» Work order: Your task is to show every line in the listing below that includes "impl".

» Input:
::::::::::

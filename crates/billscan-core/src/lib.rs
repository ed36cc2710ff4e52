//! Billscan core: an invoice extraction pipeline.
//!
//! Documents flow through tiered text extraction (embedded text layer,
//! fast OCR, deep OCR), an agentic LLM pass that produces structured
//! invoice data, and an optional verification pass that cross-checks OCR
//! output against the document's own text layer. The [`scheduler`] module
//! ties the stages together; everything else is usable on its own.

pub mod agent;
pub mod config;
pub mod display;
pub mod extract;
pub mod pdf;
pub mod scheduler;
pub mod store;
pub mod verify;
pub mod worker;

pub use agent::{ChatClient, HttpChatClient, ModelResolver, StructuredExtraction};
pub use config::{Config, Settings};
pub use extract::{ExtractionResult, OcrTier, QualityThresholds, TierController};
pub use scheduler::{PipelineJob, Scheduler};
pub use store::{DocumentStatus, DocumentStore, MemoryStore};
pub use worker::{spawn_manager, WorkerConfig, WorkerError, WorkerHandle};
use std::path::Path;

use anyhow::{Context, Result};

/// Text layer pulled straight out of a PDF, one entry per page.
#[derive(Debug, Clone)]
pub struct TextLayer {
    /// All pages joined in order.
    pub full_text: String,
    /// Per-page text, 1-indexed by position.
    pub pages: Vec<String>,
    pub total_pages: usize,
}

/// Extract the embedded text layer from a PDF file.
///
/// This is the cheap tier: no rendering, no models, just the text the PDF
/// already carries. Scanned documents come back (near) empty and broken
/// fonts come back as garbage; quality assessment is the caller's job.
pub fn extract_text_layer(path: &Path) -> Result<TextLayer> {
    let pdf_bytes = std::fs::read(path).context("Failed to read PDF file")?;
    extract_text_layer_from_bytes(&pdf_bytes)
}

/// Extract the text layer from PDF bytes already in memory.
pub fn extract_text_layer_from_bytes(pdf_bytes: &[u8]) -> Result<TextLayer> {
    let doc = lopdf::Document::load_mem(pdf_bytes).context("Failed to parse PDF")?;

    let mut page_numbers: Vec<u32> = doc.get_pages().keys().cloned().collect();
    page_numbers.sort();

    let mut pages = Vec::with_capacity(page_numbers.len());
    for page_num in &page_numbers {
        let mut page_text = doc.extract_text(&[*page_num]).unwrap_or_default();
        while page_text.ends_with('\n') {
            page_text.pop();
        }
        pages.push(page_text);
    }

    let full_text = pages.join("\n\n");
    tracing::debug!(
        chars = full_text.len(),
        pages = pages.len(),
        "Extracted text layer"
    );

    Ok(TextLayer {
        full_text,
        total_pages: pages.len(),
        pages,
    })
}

::::::::::

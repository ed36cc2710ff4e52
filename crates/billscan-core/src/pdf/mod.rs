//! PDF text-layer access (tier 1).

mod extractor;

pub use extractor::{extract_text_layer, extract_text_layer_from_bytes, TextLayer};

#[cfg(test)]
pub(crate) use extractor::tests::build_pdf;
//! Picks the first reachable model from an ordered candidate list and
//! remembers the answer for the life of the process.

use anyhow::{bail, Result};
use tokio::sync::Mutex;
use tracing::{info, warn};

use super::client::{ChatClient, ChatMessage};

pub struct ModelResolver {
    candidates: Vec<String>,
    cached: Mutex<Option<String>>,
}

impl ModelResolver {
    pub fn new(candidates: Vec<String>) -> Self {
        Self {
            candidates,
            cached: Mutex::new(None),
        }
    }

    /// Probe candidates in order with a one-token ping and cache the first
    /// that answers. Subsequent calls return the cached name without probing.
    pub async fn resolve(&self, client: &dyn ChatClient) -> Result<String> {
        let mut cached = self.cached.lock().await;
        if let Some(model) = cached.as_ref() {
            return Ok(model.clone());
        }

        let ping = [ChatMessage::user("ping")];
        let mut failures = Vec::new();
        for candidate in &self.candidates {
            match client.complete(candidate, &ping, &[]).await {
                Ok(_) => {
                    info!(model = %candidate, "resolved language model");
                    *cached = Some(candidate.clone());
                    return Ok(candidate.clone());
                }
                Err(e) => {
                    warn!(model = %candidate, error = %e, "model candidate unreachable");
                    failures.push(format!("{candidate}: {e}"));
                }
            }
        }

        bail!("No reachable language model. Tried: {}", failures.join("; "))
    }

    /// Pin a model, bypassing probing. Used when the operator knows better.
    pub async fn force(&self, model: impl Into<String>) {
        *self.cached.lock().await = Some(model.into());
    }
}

::::::::::

» Result:
impl ModelResolver {
    pub async fn force(&self, model: impl Into<String>) {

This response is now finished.